WHAT YOU NEED TO DO —
Every entry must be transcribed without alteration.

MATERIAL FOR THIS EXERCISE —

- - - - - - -

use chrono::NaiveDate;

use crate::gateway::TableSpec;
use crate::models::extra::{self, ExtraRecord, NewExtra};

use super::{sequencing, DaoError, TableStore};

static TABLE: TableSpec = TableSpec {
    key: extra::TABLE_KEY,
    headers: extra::HEADERS,
};

pub struct Dao {
    store: TableStore,
}

impl Dao {
    pub fn new(store: &TableStore) -> Self {
        Self {
            store: store.clone(),
        }
    }

    pub async fn extras_for_date(&self, date: NaiveDate) -> Result<Vec<ExtraRecord>, DaoError> {
        let table = self.store.open(&TABLE).await?;
        let rows = self.store.gateway().read_all_rows(&table).await?;

        let mut extras = Vec::new();

        for row in &rows {
            match ExtraRecord::from_row(row) {
                Ok(extra) if extra.date == date => extras.push(extra),
                Ok(_) => (),
                Err(e) => log::warn!("Skipping unparseable extra row: {e}"),
            }
        }

        Ok(extras)
    }

    /// Same duplicate and sequencing rules as trips, against the extras
    /// table's own independent sequence.
    pub async fn create(&self, new_extra: &NewExtra) -> Result<ExtraRecord, DaoError> {
        let _guard = self.store.lock(&TABLE).await;

        let table = self.store.open(&TABLE).await?;
        let rows = self.store.gateway().read_all_rows(&table).await?;

        if sequencing::is_duplicate(
            &rows,
            new_extra.date,
            &new_extra.start_time,
            &new_extra.end_time,
        ) {
            return Err(DaoError::Duplicate(
                "An extra with the same date, start time, and end time already exists",
            ));
        }

        let number = sequencing::next_number(&rows, new_extra.date);
        let extra = ExtraRecord::build(new_extra, number);

        self.store
            .gateway()
            .append_row(&table, &extra.to_row())
            .await?;

        Ok(extra)
    }
}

- - - - - - -

RESPONSE AREA —
use chrono::NaiveDate;

use crate::gateway::TableSpec;
use crate::models::extra::{self, ExtraRecord, NewExtra};

use super::{sequencing, DaoError, TableStore};

static TABLE: TableSpec = TableSpec {
    key: extra::TABLE_KEY,
    headers: extra::HEADERS,
};

pub struct Dao {
    store: TableStore,
}

impl Dao {
    pub fn new(store: &TableStore) -> Self {
        Self {
            store: store.clone(),
        }
    }

    pub async fn extras_for_date(&self, date: NaiveDate) -> Result<Vec<ExtraRecord>, DaoError> {
        let table = self.store.open(&TABLE).await?;
        let rows = self.store.gateway().read_all_rows(&table).await?;

        let mut extras = Vec::new();

        for row in &rows {
            match ExtraRecord::from_row(row) {
                Ok(extra) if extra.date == date => extras.push(extra),
                Ok(_) => (),
                Err(e) => log::warn!("Skipping unparseable extra row: {e}"),
            }
        }

        Ok(extras)
    }

    /// Same duplicate and sequencing rules as trips, against the extras
    /// table's own independent sequence.
    pub async fn create(&self, new_extra: &NewExtra) -> Result<ExtraRecord, DaoError> {
        let _guard = self.store.lock(&TABLE).await;

        let table = self.store.open(&TABLE).await?;
        let rows = self.store.gateway().read_all_rows(&table).await?;

        if sequencing::is_duplicate(
            &rows,
            new_extra.date,
            &new_extra.start_time,
            &new_extra.end_time,
        ) {
            return Err(DaoError::Duplicate(
                "An extra with the same date, start time, and end time already exists",
            ));
        }

        let number = sequencing::next_number(&rows, new_extra.date);
        let extra = ExtraRecord::build(new_extra, number);

        self.store
            .gateway()
            .append_row(&table, &extra.to_row())
            .await?;

        Ok(extra)
    }
}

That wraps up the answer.